Me mantuve informado a cierta distancia, ya que mi lugar no estaba en la escena de la crucifixión. A un hombre de mi estatus no podía importarle un criminal común, uno de tantos ajusticiados a diario por mi justicia. En cambio, algunos de mis guardias de elite fueron enviados a vigilar, y se les ordenó que cumplieran con la misión encomendada, aunque nunca llegaron a disfrutar de su recompensa, pues su silencio sólo podía garantizarse con la punta de mi espada.

A Cristo se le dio una droga que simulaba los signos de la muerte mientras en realidad se le inducía a un profundo sueño del que podía despertar; pero la dosis fue muy grande o su estado de salud demasiado débil.

Yo mismo fui a la tumba del nazareno, con la esperanza de ver que se tratara de un sueño profundo y temporal, y no, como me habían dicho, que aquel hombre efectivamente había abandonado el mundo de los vivos.

Lejos de los ojos de Tiberio, pero cerca de su alcance, comprendí lo que debía hacer si no quería seguir el mismo camino que Cristo. Aunque, en mi caso, el fin me llegaría sin la paz de la mandrágora ni la gloria que se consigue en la batalla.

Mis aliados eran pocos y mis opciones limitadas; así, después de una noche en vela comprendí que debía huir, que ésa era la única oportunidad que tenía de seguir viviendo. Empecé sin dilación mis preparativos, no le dije nada a Claudia, sabía que las palabras podían filtrarse y terminaría por saberse que estaba tratando de abandonar mi puesto. Al tercer día, justo cuando tenía previsto huir, me visitó uno de mis hombres, uno de los hombres en los que más confiaba, uno de los más fieles cuando los tiempos se vuelven difíciles y lo que me dijo fue algo increíble. La noticia me obligó a abrir los ojos a una nueva forma de vida. El nazareno se había levantado y había salido de su tumba por su pie, vivo.

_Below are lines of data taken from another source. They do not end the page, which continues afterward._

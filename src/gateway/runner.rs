//! Stateless HTTP job runner.
//!
//! Three routes under a configurable prefix:
//!
//! - `GET  {prefix}plugin-bundle-info`: the bundle manifest, verbatim JSON
//! - `POST {prefix}init-plugin-params`: MessagePack `{providerId, pluginId, song}`
//! - `POST {prefix}jobs`: MessagePack `{providerId, pluginId, song, params}`
//!
//! Plugin faults are reported as `ERROR` with HTTP 200; the fault itself
//! stays in the log.

use std::future::Future;
use std::sync::Arc;

use axum::body::Bytes;
use axum::extract::{DefaultBodyLimit, Request, State};
use axum::http::{header, HeaderMap, HeaderValue, Method, StatusCode};
use axum::middleware::{self, Next};
use axum::response::{IntoResponse, Response};
use axum::routing::{get, post};
use axum::{Json, Router};
use tokio::net::TcpListener;
use tower_http::cors::{AllowHeaders, AllowOrigin, Any, CorsLayer};
use tracing::{error, info, warn};

use crate::config::{CorsConfig, DevkitConfig};
use crate::dispatch::{DispatchOutcome, ExecutionResult, FaultReporting, JobDispatcher};
use crate::error::{DevkitError, Result};
use crate::protocol::{self, InitPluginRequest, RunPluginRequest, Status, CONTENT_TYPE};

/// MessagePack media types accepted on request bodies, besides
/// `application/octet-stream`.
const MSGPACK_TYPES: &[&str] = &[
    "application/msgpack",
    "application/x-msgpack",
    "application/vnd.msgpack",
];

#[derive(Clone)]
struct RunnerState {
    dispatcher: JobDispatcher,
    bundle_info: Arc<serde_json::Value>,
}

/// Build the runner's router.
pub fn router(dispatcher: JobDispatcher, config: &DevkitConfig) -> Router {
    let prefix = config.normalized_prefix();
    let state = RunnerState {
        bundle_info: Arc::new(dispatcher.registry().manifest().raw().clone()),
        dispatcher,
    };

    info!("Serving bundle info at: {}plugin-bundle-info", prefix);

    Router::new()
        .route(
            &format!("{}plugin-bundle-info", prefix),
            get(handle_bundle_info),
        )
        .route(
            &format!("{}init-plugin-params", prefix),
            post(handle_init_plugin),
        )
        .route(&format!("{}jobs", prefix), post(handle_run_plugin))
        .layer(DefaultBodyLimit::max(config.max_body_bytes))
        .layer(cors_layer(&config.cors))
        .layer(middleware::from_fn(add_vary_origin))
        .with_state(state)
}

/// Bind `config.bind_addr()` and serve until `shutdown` resolves.
pub async fn serve<F>(dispatcher: JobDispatcher, config: &DevkitConfig, shutdown: F) -> Result<()>
where
    F: Future<Output = ()> + Send + 'static,
{
    let listener = TcpListener::bind(config.bind_addr()).await?;
    let addr = listener.local_addr()?;
    let mode = if dispatcher.is_async() { "async" } else { "sync" };
    info!(mode, "Runner listening on http://{}", addr);

    axum::serve(listener, router(dispatcher, config))
        .with_graceful_shutdown(shutdown)
        .await?;
    Ok(())
}

fn cors_layer(cors: &CorsConfig) -> CorsLayer {
    if cors.allows_any() {
        info!("Using cors allowed origins: *");
        return CorsLayer::new()
            .allow_origin(Any)
            .allow_methods(Any)
            .allow_headers(Any);
    }

    let origins: Vec<HeaderValue> = cors
        .allowed_origins
        .iter()
        .filter_map(|origin| match HeaderValue::from_str(origin) {
            Ok(value) => Some(value),
            Err(_) => {
                warn!(origin = %origin, "Ignoring invalid CORS origin");
                None
            }
        })
        .collect();
    info!("Using cors allowed origins: {:?}", cors.allowed_origins);

    CorsLayer::new()
        .allow_origin(AllowOrigin::list(origins))
        .allow_methods([Method::GET, Method::POST, Method::OPTIONS])
        .allow_headers(AllowHeaders::mirror_request())
        .allow_credentials(true)
}

async fn add_vary_origin(request: Request, next: Next) -> Response {
    let mut response = next.run(request).await;
    response
        .headers_mut()
        .insert(header::VARY, HeaderValue::from_static("Origin"));
    response
}

async fn handle_bundle_info(State(state): State<RunnerState>) -> Json<serde_json::Value> {
    Json(state.bundle_info.as_ref().clone())
}

async fn handle_init_plugin(
    State(state): State<RunnerState>,
    headers: HeaderMap,
    body: Bytes,
) -> Response {
    if let Err(rejection) = check_content_type(&headers) {
        return rejection;
    }
    let request: InitPluginRequest = match protocol::decode_request(&body) {
        Ok(request) => request,
        Err(e) => return error_response(StatusCode::BAD_REQUEST, &e),
    };

    let result = state.dispatcher.init_plugin(request, headers).await;
    result_response(result)
}

async fn handle_run_plugin(
    State(state): State<RunnerState>,
    headers: HeaderMap,
    body: Bytes,
) -> Response {
    if let Err(rejection) = check_content_type(&headers) {
        return rejection;
    }
    let request: RunPluginRequest = match protocol::decode_request(&body) {
        Ok(request) => request,
        Err(e) => return error_response(StatusCode::BAD_REQUEST, &e),
    };

    match state.dispatcher.run_job(request, headers).await {
        DispatchOutcome::Done(result) => result_response(result),
        DispatchOutcome::Accepted(job) => msgpack(
            StatusCode::ACCEPTED,
            protocol::Response::accepted(&job.id, job.result_url),
        ),
    }
}

fn check_content_type(headers: &HeaderMap) -> std::result::Result<(), Response> {
    let Some(value) = headers.get(header::CONTENT_TYPE) else {
        return Ok(());
    };
    let mime = value
        .to_str()
        .unwrap_or_default()
        .split(';')
        .next()
        .unwrap_or_default()
        .trim()
        .to_ascii_lowercase();

    if mime == CONTENT_TYPE || MSGPACK_TYPES.contains(&mime.as_str()) {
        Ok(())
    } else {
        Err(bad_request(
            StatusCode::UNSUPPORTED_MEDIA_TYPE,
            format!("Unsupported content type '{}'", mime),
        ))
    }
}

fn result_response(result: ExecutionResult) -> Response {
    let code = match &result {
        ExecutionResult::Initialized(_)
        | ExecutionResult::Completed(_)
        | ExecutionResult::InitError
        | ExecutionResult::RunError => StatusCode::OK,
        ExecutionResult::NotFound { .. } => StatusCode::NOT_FOUND,
        ExecutionResult::Unauthorized(rejection) => rejection.status,
        ExecutionResult::BadRequest(_) => StatusCode::BAD_REQUEST,
    };
    msgpack(code, result.into_response(FaultReporting::Collapsed))
}

fn bad_request(code: StatusCode, message: String) -> Response {
    msgpack(
        code,
        protocol::Response::failure(Status::BadRequest, message),
    )
}

fn error_response(code: StatusCode, err: &DevkitError) -> Response {
    msgpack(code, protocol::Response::from_error(err))
}

fn msgpack(code: StatusCode, body: protocol::Response) -> Response {
    match body.encode() {
        Ok(bytes) => (code, [(header::CONTENT_TYPE, CONTENT_TYPE)], bytes).into_response(),
        Err(e) => {
            error!(error = %e, "Failed to encode response");
            StatusCode::INTERNAL_SERVER_ERROR.into_response()
        }
    }
}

No sabía cómo había sido posible. Ningún hombre puede despertar del sueño de la muerte. Y yo mismo fui testigo de esa muerte: sentí la frialdad de su piel, vi que la sangre no supuraba de sus heridas y no oí ningún sonido cuando acerqué mi oreja a su pecho. Dos días después, el hombre santo de Nazaret, el hombre al que yo asesiné por el bien de Roma, encontró la fuerza divina necesaria para deshacerse del yugo de la muerte y emerger de su tumba.

Cuando observo el pasado con la sabiduría que me ha brindado la edad, veo que he pasado los últimos años arrepintiéndome por no haberlo buscado por las calles de Jerusalén, haberme postrado a sus pies y haberle implorado perdón por lo que hice. Me desprecio a mí mismo por no haberme unido a sus seguidores y difundir su palabra, pues si, en mi condición de romano, hubiera atestiguado que él había vencido a la muerte, seguramente habría ganado adeptos para su causa y hubiese contribuido a salvar la vida de muchos de sus discípulos.

En cambio, hice lo peor y la cosa más cobarde posible: envié mensajes a Roma asegurando que todo se había cumplido según el plan, que su muerte había sido simulada, y que su resurrección había sido revelada a varios de sus fieles, aunque varios imprevistos evitaron que eso fuera el gran acontecimiento que Tiberio esperaba. De haberse cumplido sus planes, la religión de Cristo se habría convertido inmediatamente en la oficial de Roma, el mundo hubiera creído de inmediato en su resurrección y todas las tierras dominadas por los romanos se hubieran unido proporcionando unos beneficios inmensos al imperio.

Algunos se preguntarán por qué escribo esto ahora, por qué he tardado tanto tiempo en compartir mi historia con aquellos que debían oírla. Mi respuesta no me proporciona ningún placer, sino que me confirma que he vivido toda mi vida como un cobarde y no como el héroe que Tiberio llegó a pensar que yo era: la muerte se acerca y me ha dado el valor que no tuve en vida, y con este coraje, ruego a mis hijos, y a los hijos de sus hijos, que honren la vida de Cristo, porque él era el verdadero Mesías.